▶ Task to carry out:
Your response should contain every line from the data below that holds the string "status".

▶ Material for this task:
####################
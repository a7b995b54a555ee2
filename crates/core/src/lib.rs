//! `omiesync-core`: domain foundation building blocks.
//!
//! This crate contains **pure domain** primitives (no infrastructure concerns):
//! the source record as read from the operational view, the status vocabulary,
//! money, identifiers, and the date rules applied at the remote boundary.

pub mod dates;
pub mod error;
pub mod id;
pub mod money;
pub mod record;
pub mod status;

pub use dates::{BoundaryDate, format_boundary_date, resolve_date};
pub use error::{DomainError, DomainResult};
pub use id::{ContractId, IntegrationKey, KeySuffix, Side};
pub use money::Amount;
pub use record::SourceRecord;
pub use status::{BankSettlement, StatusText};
####################
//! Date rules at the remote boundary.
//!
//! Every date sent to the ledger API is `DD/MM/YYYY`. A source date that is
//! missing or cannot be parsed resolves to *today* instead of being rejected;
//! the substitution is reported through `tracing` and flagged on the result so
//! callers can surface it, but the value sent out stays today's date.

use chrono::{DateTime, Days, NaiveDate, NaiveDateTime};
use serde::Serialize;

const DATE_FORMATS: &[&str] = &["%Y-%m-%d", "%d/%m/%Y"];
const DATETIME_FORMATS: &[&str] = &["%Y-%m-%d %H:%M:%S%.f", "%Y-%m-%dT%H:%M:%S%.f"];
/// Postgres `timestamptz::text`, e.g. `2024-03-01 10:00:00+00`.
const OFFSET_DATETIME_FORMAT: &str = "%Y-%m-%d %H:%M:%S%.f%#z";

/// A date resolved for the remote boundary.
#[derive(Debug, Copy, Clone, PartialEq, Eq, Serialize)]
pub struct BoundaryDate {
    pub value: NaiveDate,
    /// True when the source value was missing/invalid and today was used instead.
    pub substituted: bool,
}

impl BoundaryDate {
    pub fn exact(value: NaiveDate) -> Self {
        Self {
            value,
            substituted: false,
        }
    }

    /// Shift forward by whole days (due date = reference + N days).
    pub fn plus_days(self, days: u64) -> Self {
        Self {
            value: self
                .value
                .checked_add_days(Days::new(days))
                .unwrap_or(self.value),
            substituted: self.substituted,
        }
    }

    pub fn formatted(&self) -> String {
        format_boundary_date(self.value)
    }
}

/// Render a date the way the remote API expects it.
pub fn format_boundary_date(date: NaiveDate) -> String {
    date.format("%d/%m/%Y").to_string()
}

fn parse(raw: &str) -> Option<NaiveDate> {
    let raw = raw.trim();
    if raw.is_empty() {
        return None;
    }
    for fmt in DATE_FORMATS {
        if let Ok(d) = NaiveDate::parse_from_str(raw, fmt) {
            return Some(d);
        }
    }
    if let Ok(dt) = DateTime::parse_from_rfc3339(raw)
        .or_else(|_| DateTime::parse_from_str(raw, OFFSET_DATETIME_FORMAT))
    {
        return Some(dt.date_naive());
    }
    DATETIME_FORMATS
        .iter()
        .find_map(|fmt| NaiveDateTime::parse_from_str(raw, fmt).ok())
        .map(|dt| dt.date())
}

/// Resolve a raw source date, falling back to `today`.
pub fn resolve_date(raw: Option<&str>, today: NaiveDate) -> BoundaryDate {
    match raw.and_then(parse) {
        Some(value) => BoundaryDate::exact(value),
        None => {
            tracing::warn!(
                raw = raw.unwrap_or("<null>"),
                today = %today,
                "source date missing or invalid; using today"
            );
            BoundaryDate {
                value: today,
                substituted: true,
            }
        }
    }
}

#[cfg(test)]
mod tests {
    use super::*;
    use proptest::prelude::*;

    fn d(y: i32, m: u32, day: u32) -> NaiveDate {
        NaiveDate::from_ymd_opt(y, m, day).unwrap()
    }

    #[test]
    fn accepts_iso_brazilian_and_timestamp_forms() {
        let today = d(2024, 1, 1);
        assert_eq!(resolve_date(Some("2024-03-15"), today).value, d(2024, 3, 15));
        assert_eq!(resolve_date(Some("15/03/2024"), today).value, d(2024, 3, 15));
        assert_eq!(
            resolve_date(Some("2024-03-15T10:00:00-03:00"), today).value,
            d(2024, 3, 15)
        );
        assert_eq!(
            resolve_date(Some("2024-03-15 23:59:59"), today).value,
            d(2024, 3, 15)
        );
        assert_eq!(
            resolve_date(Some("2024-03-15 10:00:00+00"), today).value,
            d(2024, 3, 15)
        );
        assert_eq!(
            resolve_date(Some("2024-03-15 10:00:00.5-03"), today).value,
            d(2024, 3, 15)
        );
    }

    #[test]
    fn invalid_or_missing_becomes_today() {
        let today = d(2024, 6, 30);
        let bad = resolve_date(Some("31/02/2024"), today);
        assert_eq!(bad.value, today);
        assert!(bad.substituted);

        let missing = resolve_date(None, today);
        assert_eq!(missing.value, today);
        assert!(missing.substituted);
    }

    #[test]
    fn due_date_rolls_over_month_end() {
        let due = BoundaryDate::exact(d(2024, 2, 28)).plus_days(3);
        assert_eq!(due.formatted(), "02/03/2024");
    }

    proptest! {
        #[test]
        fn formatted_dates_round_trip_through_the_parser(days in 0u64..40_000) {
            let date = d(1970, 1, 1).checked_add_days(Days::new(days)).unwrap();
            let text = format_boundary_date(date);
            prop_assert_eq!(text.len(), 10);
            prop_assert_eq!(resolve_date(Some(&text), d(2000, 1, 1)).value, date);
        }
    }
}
####################
▶ Task answer:
//! the source record as read from the operational view, the status vocabulary,
pub mod status;
pub use status::{BankSettlement, StatusText};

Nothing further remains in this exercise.